__TASK DETAILS__
All lines in the records below with the word "derive" must be returned.
□ □ □ □ □
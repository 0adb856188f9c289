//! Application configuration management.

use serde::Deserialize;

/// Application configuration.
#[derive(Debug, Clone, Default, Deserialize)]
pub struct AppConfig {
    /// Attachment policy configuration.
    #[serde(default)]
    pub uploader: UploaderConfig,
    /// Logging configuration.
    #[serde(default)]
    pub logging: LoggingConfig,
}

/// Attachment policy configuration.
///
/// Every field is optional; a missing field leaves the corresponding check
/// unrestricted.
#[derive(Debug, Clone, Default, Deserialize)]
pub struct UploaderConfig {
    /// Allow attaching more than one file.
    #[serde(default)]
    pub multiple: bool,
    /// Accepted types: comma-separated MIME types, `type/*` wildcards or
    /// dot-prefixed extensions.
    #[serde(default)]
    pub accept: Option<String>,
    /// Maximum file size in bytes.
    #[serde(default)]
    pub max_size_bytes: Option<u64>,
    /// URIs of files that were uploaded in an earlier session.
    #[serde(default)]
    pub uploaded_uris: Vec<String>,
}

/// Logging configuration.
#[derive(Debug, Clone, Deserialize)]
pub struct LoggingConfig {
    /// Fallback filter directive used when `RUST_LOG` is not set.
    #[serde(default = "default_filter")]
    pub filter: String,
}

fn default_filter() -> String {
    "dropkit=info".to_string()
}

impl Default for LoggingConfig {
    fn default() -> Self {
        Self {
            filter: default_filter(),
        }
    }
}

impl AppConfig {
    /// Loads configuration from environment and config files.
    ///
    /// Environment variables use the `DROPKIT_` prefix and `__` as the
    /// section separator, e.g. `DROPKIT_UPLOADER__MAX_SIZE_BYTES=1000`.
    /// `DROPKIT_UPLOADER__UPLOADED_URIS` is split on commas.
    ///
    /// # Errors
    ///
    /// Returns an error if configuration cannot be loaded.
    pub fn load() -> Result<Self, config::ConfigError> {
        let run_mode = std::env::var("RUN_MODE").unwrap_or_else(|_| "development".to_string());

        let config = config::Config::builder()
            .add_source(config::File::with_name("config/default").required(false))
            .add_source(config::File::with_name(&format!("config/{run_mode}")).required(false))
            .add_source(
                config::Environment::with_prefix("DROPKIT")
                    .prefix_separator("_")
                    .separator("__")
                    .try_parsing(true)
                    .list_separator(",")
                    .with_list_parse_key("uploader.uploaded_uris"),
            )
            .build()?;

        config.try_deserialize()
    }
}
□ □ □ □ □
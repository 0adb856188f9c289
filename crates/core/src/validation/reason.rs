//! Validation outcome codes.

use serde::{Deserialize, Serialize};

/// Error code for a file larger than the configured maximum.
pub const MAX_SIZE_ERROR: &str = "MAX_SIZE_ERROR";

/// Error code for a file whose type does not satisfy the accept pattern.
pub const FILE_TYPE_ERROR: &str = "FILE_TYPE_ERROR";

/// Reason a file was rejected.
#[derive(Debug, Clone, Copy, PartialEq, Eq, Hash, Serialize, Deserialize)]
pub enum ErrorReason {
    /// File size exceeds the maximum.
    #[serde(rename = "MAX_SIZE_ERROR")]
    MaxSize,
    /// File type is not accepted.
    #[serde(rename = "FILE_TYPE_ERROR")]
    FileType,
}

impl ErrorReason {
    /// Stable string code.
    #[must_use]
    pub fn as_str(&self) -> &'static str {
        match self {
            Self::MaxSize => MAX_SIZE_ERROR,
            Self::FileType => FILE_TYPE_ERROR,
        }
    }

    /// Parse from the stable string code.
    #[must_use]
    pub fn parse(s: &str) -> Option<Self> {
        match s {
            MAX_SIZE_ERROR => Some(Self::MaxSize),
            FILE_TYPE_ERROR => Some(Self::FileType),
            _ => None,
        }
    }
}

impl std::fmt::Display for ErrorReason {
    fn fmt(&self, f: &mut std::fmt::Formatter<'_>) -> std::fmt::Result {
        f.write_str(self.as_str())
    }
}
□ □ □ □ □
__OUTPUT OF THE EXERCISE__
#[derive(Debug, Clone, Default, Deserialize)]
#[derive(Debug, Clone, Default, Deserialize)]
#[derive(Debug, Clone, Deserialize)]
#[derive(Debug, Clone, Copy, PartialEq, Eq, Hash, Serialize, Deserialize)]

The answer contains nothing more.